Decision point · Mar 2015
Ackman & Valeant — the "platform" that wasn't
Pershing Square took a $4B Valeant stake at the peak — the leverage and accounting flags were already loud.
Ackman framed Valeant as a "modern Berkshire" — a serial acquirer with disciplined capital allocation, growing pharma cash flows via roll-up, and a low-tax-rate structural advantage. The pitch was 25%+ IRR through compounded acquisitions.
“Pershing Square took a $4B Valeant stake at the peak — the leverage and accounting flags were already loud.”

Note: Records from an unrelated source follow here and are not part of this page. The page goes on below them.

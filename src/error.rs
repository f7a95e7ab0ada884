//! Custom error types for influxdb-backup
//!
//! This module defines the error hierarchy for the backup engine using thiserror
//! for ergonomic error definitions. Errors fall into two scopes: pre-flight
//! errors that abort a run before any window is processed, and window-scoped
//! errors that are recorded against a single window while its siblings continue.

use thiserror::Error;

/// The main error type for backup operations
#[derive(Error, Debug, Clone, PartialEq, Eq)]
pub enum BackupError {
    /// Invalid options, configuration file, or target directory
    #[error("Invalid configuration: {0}")]
    InvalidConfiguration(String),

    /// A fetch failure worth retrying (network, timeout, rate limit)
    #[error("Transient fetch error: {0}")]
    Transient(String),

    /// A fetch failure that retrying cannot fix (bad request, auth)
    #[error("Terminal fetch error: {0}")]
    Terminal(String),

    /// Transient failures persisted through every allowed attempt
    #[error("Fetch failed after {attempts} attempt(s): {last}")]
    RetriesExhausted { attempts: u32, last: String },

    /// Snapshot could not be committed to disk
    #[error("Write error: {0}")]
    Write(String),

    /// The run was interrupted before the window was claimed
    #[error("Backup cancelled")]
    Cancelled,

    /// The worker processing the window panicked or was aborted
    #[error("Worker aborted: {0}")]
    WorkerAborted(String),

    /// The data source could not be reached before the run started
    #[error("Data source unavailable: {0}")]
    Unavailable(String),

    /// File I/O errors
    #[error("I/O error: {0}")]
    Io(String),

    /// JSON serialization/deserialization errors
    #[error("JSON error: {0}")]
    Json(String),

    /// YAML configuration parse errors
    #[error("YAML error: {0}")]
    Yaml(String),
}

impl BackupError {
    /// Create an invalid configuration error
    pub fn config(message: impl Into<String>) -> Self {
        Self::InvalidConfiguration(message.into())
    }

    /// Check if this error is eligible for retry
    pub fn is_transient(&self) -> bool {
        matches!(self, Self::Transient(_))
    }

    /// Check if this error aborts the whole run rather than a single window
    pub fn is_fatal(&self) -> bool {
        matches!(
            self,
            Self::InvalidConfiguration(_) | Self::Unavailable(_) | Self::Yaml(_)
        )
    }
}

// Implement From traits for common error types

impl From<std::io::Error> for BackupError {
    fn from(err: std::io::Error) -> Self {
        Self::Io(err.to_string())
    }
}

impl From<serde_json::Error> for BackupError {
    fn from(err: serde_json::Error) -> Self {
        Self::Json(err.to_string())
    }
}

impl From<serde_yaml::Error> for BackupError {
    fn from(err: serde_yaml::Error) -> Self {
        Self::Yaml(err.to_string())
    }
}

impl From<reqwest::Error> for BackupError {
    fn from(err: reqwest::Error) -> Self {
        if let Some(status) = err.status() {
            return classify_status(status.as_u16(), &err.to_string());
        }

        if err.is_timeout() || err.is_connect() || err.is_request() || err.is_body() {
            Self::Transient(err.to_string())
        } else {
            Self::Terminal(err.to_string())
        }
    }
}

/// Classify an HTTP status code returned by the data source
///
/// Rate limiting and server-side errors are transient; every other
/// non-success status is terminal.
pub fn classify_status(status: u16, message: &str) -> BackupError {
    match status {
        408 | 429 | 500..=599 => BackupError::Transient(format!("HTTP {}: {}", status, message)),
        _ => BackupError::Terminal(format!("HTTP {}: {}", status, message)),
    }
}

/// Result type alias for backup operations
pub type Result<T> = std::result::Result<T, BackupError>;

Citron Research and others exposed channel-stuffing through pharmacy intermediary Philidor. The DOJ investigation, debt covenants, and a collapsing acquisition pipeline drove the stock from ~$260 in 2015 to under $10 in 2017. Pershing Square reported a roughly $4B realised loss.

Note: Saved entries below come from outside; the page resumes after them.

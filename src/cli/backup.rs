//! Backup CLI command
//!
//! Runs the backup engine for every configured server and every database
//! matching the server's `db_regex`.

use std::path::PathBuf;
use std::sync::Arc;

use chrono::{DateTime, NaiveDate, NaiveDateTime, Utc};
use clap::Args;
use tokio_util::sync::CancellationToken;
use tracing::{info, warn};

use crate::backup::mode::{DEFAULT_INTERVAL, DEFAULT_WORKERS};
use crate::backup::{resolve_now, BackupOptions, RetryPolicy, Scheduler};
use crate::config::paths::resolve_config_path;
use crate::config::{BackupPaths, Settings};
use crate::display::format_run_summary;
use crate::error::{BackupError, Result};
use crate::models::{BackupResult, SnapshotFormat};
use crate::source::influx::build_client;
use crate::source::{list_databases, InfluxSource};

/// Arguments for `influxdb-backup backup`
#[derive(Args, Debug, Clone)]
pub struct BackupArgs {
    /// Configuration file [default: ~/.influxdb_backup.yaml]
    #[arg(short, long, value_name = "FILE")]
    pub config: Option<PathBuf>,

    /// Incremental backup in windows of INTERVAL (e.g. 8h, 1d, 6m, 1M)
    #[arg(
        short,
        long,
        value_name = "INTERVAL",
        num_args = 0..=1,
        default_missing_value = DEFAULT_INTERVAL,
        conflicts_with = "full"
    )]
    pub incremental: Option<String>,

    /// Full backup of all data as a single snapshot
    #[arg(short, long)]
    pub full: bool,

    /// Re-fetch and replace existing snapshot files
    #[arg(short, long)]
    pub overwrite: bool,

    /// Target directory to back up to
    #[arg(short, long, value_name = "DIR", default_value = ".")]
    pub target: PathBuf,

    /// Number of concurrent download workers
    #[arg(short, long, default_value_t = DEFAULT_WORKERS)]
    pub workers: usize,

    /// Number of windows to look back (incremental only) [default: 1]
    #[arg(short = 'n', long, value_name = "N")]
    pub windows: Option<u32>,

    /// Start of the range (RFC 3339 or YYYY-MM-DD, UTC)
    #[arg(long, value_parser = parse_timestamp)]
    pub since: Option<DateTime<Utc>>,

    /// End of the range, exclusive (RFC 3339 or YYYY-MM-DD, UTC)
    #[arg(long, value_parser = parse_timestamp)]
    pub until: Option<DateTime<Utc>>,

    /// Snapshot format (json, jsonl)
    #[arg(long, default_value = "json")]
    pub format: SnapshotFormat,
}

impl BackupArgs {
    /// Engine options for these arguments
    pub fn to_options(&self) -> BackupOptions {
        BackupOptions {
            full: self.full,
            incremental: self.incremental.is_some(),
            interval: self.incremental.clone(),
            since: self.since,
            until: self.until,
            windows: self.windows,
            target_dir: Some(self.target.clone()),
            overwrite: self.overwrite,
            workers: Some(self.workers),
            format: self.format,
        }
    }
}

/// Totals across every database backed up by one invocation
#[derive(Debug, Clone, Default, PartialEq, Eq)]
pub struct BackupTotals {
    pub databases: usize,
    pub succeeded: usize,
    pub skipped: usize,
    pub failed: usize,
    /// Windows left unclaimed by cancellation
    pub cancelled: usize,
    /// Servers or databases never started because of cancellation
    pub not_started: Vec<String>,
}

impl BackupTotals {
    fn record(&mut self, result: &BackupResult) {
        self.databases += 1;
        self.succeeded += result.succeeded.len();
        self.skipped += result.skipped.len();
        self.failed += result.failed.len();
        self.cancelled += result.cancelled();
    }

    /// Whether cancellation left any work undone
    pub fn is_interrupted(&self) -> bool {
        self.cancelled > 0 || !self.not_started.is_empty()
    }

    /// The invocation succeeds only if no window failed and nothing was cut short
    pub fn is_success(&self) -> bool {
        self.failed == 0 && !self.is_interrupted()
    }
}

/// Handle the backup command
///
/// Options are validated before the configuration file is read, so invalid
/// flags fail fast. Returns `Err` only for pre-flight failures; window
/// failures are reported in the returned totals.
pub async fn handle_backup_command(
    args: &BackupArgs,
    cancel: CancellationToken,
) -> Result<BackupTotals> {
    let request = resolve_now(args.to_options())?;
    let config_path = resolve_config_path(args.config.as_deref())?;
    let settings = Settings::load(&config_path)?;
    let paths = BackupPaths::new(&request.target_dir)?;
    let label = request.mode.label();

    let mut totals = BackupTotals::default();

    for (name, server) in &settings.servers {
        if cancel.is_cancelled() {
            warn!(server = %name, "Cancelled, not starting server");
            totals.not_started.push(format!("{} (all databases)", name));
            continue;
        }

        println!("Backing up: {}", name);
        let client = build_client(server)?;
        let databases = list_databases(&client, server).await?;
        info!(server = %name, databases = databases.len(), "Selected databases");

        for database in databases {
            if cancel.is_cancelled() {
                warn!(server = %name, database = %database, "Cancelled, not starting database");
                totals.not_started.push(format!("{}/{}", name, database));
                continue;
            }

            let target_dir = paths.snapshot_dir(name, &database, &label);
            let db_request = request.with_target_dir(target_dir);
            let source = Arc::new(InfluxSource::new(client.clone(), server, &database));

            let scheduler = Scheduler::new(source)
                .with_retry_policy(RetryPolicy::with_max_attempts(server.retries))
                .with_cancellation(cancel.clone());

            let result = scheduler.run(&db_request).await?;
            println!("{}", format_run_summary(name, &database, &label, &result));
            totals.record(&result);
        }
    }

    println!(
        "Done: {} database(s), {} succeeded, {} skipped, {} failed.",
        totals.databases, totals.succeeded, totals.skipped, totals.failed
    );

    if totals.is_interrupted() {
        println!(
            "Interrupted: {} window(s) cancelled, {} not started.",
            totals.cancelled,
            totals.not_started.len()
        );
        for pending in &totals.not_started {
            println!("  Not started: {}", pending);
        }
        println!("Re-run the same command to resume.");
    }

    Ok(totals)
}

/// Parse a UTC timestamp from RFC 3339, `YYYY-MM-DDTHH:MM:SS`, or `YYYY-MM-DD`
pub fn parse_timestamp(input: &str) -> Result<DateTime<Utc>> {
    if let Ok(dt) = DateTime::parse_from_rfc3339(input) {
        return Ok(dt.with_timezone(&Utc));
    }

    for format in ["%Y-%m-%dT%H:%M:%S", "%Y-%m-%d %H:%M:%S", "%Y-%m-%dT%H:%M"] {
        if let Ok(naive) = NaiveDateTime::parse_from_str(input, format) {
            return Ok(naive.and_utc());
        }
    }

    if let Ok(date) = NaiveDate::parse_from_str(input, "%Y-%m-%d") {
        if let Some(naive) = date.and_hms_opt(0, 0, 0) {
            return Ok(naive.and_utc());
        }
    }

    Err(BackupError::config(format!(
        "invalid timestamp '{}': expected RFC 3339 or YYYY-MM-DD",
        input
    )))
}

A Prism memo at the 2015 decision point would have triggered leverage_trap (D/E > 5×, interest coverage thin) and accounting_red_flag (cash conversion ratio < 0.4). The behavioural signal would have read negative on insider selling. Three of the most quality-strict frameworks (Munger, Klarman, Schloss) would have rejected — yielding a "quality vs valuation" disagreement classification with the bear camp dominating.
Patterns the engine would have flagged
- leverage_trap
- accounting_red_flag
- quality_trap
Negative signals at the time
- Balance Sheet (D/E > 5)
- Quality (ROC inflation via M&A, not organic)
- Behavioral (insider selling at peak)
“Multiple frameworks rejecting in unison is a stronger signal than one charismatic thesis.”
The same multi-framework engine running on every memo today would have surfaced this as a majority-bearish disagreement at the decision point, not in retrospect.
Charlie Munger
Munger (Quality)
Munger publicly compared Valeant to "ITT in the 1960s" — debt-fuelled M&A masking organic decay.
Seth Klarman
Klarman (Margin of safety)
No margin of safety with 5×+ debt and goodwill > tangible book.
Walter Schloss
Schloss (Net-net)
Tangible-book deeply negative — disqualifies on the most basic Schloss filter.
When the case for a "compounder" depends on debt-financed M&A rather than organic returns, the leverage-trap pattern is doing the work, not the moat. Multiple frameworks rejecting in unison is a stronger signal than one charismatic thesis.